-- Records to process follows --
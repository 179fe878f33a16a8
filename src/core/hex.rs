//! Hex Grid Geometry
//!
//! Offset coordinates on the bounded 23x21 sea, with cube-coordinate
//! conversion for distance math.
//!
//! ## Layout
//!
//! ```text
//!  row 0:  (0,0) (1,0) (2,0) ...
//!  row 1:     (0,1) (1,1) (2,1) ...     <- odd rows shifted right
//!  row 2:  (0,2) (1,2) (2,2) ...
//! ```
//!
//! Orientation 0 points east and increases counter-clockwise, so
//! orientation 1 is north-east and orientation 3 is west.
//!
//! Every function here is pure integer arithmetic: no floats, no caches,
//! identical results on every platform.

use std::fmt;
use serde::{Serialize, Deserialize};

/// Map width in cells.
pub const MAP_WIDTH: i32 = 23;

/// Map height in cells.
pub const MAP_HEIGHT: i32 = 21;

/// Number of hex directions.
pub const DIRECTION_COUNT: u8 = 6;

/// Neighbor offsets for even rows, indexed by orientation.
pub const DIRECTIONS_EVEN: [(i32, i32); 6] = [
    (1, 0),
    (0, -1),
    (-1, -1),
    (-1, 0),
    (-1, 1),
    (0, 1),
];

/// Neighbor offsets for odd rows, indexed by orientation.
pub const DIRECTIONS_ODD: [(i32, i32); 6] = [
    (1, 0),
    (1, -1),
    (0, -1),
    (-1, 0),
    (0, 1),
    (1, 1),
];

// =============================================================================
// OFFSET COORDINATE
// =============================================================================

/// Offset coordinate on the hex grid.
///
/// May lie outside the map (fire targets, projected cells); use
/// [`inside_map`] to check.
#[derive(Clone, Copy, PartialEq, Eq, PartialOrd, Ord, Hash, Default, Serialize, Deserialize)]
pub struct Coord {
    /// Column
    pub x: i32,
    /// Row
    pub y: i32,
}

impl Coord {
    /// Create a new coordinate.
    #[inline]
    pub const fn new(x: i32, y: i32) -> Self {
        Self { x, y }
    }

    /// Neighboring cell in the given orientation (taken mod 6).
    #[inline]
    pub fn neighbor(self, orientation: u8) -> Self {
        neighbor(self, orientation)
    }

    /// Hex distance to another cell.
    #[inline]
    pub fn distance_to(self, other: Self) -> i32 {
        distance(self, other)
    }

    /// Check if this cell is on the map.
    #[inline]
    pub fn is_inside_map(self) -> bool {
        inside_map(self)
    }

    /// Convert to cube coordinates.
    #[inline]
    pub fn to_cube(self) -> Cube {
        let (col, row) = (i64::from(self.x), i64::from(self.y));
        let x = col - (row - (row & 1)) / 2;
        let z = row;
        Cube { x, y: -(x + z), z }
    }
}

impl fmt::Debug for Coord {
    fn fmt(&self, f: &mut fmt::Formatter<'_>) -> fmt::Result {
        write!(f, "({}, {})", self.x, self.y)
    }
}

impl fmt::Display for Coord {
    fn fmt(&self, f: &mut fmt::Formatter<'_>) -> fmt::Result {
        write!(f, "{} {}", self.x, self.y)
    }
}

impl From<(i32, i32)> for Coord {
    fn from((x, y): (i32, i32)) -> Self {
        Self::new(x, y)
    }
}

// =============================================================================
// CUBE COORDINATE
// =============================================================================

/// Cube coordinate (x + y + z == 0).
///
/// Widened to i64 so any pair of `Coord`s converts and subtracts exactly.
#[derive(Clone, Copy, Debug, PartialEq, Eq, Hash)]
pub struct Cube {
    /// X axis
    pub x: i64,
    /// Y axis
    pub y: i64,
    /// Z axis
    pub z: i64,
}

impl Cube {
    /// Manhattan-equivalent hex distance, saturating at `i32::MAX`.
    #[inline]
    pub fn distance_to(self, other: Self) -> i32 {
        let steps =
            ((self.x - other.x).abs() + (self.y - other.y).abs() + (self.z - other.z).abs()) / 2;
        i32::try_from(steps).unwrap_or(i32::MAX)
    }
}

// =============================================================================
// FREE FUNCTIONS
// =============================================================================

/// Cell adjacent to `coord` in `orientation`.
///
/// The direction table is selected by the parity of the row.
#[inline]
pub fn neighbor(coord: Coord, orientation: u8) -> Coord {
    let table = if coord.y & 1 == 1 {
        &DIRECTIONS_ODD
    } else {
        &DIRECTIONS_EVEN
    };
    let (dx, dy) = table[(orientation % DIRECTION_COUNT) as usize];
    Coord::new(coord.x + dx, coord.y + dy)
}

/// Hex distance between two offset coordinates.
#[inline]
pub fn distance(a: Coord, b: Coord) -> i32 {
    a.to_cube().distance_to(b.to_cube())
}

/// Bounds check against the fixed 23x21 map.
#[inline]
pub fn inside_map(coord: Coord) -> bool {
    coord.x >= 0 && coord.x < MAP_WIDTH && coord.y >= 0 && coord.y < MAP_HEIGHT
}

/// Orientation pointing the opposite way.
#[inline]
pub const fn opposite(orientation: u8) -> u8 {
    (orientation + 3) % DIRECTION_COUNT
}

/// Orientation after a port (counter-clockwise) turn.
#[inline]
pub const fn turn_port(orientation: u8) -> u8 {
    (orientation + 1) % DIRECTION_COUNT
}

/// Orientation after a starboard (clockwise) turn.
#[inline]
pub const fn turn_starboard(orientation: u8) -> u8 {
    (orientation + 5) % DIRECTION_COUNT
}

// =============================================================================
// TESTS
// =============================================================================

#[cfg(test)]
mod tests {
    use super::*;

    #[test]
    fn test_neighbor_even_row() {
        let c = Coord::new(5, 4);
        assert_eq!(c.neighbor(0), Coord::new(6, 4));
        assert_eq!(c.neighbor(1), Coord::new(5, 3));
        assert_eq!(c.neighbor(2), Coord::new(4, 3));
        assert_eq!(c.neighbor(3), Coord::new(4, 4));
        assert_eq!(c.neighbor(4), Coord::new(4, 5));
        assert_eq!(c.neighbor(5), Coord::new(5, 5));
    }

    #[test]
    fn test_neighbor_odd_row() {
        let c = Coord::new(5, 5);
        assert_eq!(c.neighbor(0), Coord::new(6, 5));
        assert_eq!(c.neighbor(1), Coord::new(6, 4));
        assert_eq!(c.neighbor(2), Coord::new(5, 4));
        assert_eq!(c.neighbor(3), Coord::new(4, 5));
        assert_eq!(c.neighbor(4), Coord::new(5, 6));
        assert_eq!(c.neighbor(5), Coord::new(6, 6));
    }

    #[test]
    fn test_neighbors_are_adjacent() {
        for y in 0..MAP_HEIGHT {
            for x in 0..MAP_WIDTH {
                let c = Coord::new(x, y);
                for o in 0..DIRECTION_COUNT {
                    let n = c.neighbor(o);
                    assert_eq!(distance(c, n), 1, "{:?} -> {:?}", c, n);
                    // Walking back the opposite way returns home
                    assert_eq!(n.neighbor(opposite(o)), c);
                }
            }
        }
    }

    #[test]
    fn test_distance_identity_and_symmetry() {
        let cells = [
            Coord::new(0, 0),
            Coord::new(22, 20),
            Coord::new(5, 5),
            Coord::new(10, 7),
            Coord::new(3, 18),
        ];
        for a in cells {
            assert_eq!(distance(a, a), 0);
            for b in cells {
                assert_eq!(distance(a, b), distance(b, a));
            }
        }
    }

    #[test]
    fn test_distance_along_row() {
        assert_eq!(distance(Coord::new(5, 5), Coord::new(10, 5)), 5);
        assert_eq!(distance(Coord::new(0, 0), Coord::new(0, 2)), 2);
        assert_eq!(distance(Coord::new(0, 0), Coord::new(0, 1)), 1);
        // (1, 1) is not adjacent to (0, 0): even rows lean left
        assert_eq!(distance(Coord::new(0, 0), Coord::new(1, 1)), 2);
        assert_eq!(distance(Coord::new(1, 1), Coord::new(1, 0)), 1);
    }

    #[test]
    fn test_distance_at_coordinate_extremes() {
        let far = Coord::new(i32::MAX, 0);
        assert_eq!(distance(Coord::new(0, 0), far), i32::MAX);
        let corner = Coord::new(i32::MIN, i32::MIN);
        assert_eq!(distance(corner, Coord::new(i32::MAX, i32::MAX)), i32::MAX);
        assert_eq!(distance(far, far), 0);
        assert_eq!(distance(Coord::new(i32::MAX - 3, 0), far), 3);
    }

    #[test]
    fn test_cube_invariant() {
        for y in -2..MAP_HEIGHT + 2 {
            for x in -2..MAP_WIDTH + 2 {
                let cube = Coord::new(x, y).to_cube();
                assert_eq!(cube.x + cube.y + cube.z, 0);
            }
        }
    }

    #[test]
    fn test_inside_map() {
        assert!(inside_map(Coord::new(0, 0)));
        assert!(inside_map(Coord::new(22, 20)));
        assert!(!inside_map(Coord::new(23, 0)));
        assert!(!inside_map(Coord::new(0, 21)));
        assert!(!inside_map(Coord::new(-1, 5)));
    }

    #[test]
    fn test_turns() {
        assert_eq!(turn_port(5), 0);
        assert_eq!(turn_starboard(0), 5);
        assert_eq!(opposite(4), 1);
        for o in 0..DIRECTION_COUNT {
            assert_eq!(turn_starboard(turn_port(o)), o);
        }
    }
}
-- Records to process concluded --
### Exercise objective:
Determine the number of lines in the entries that contain the word "Serialize". Give that number and nothing more.

### Answer box:
2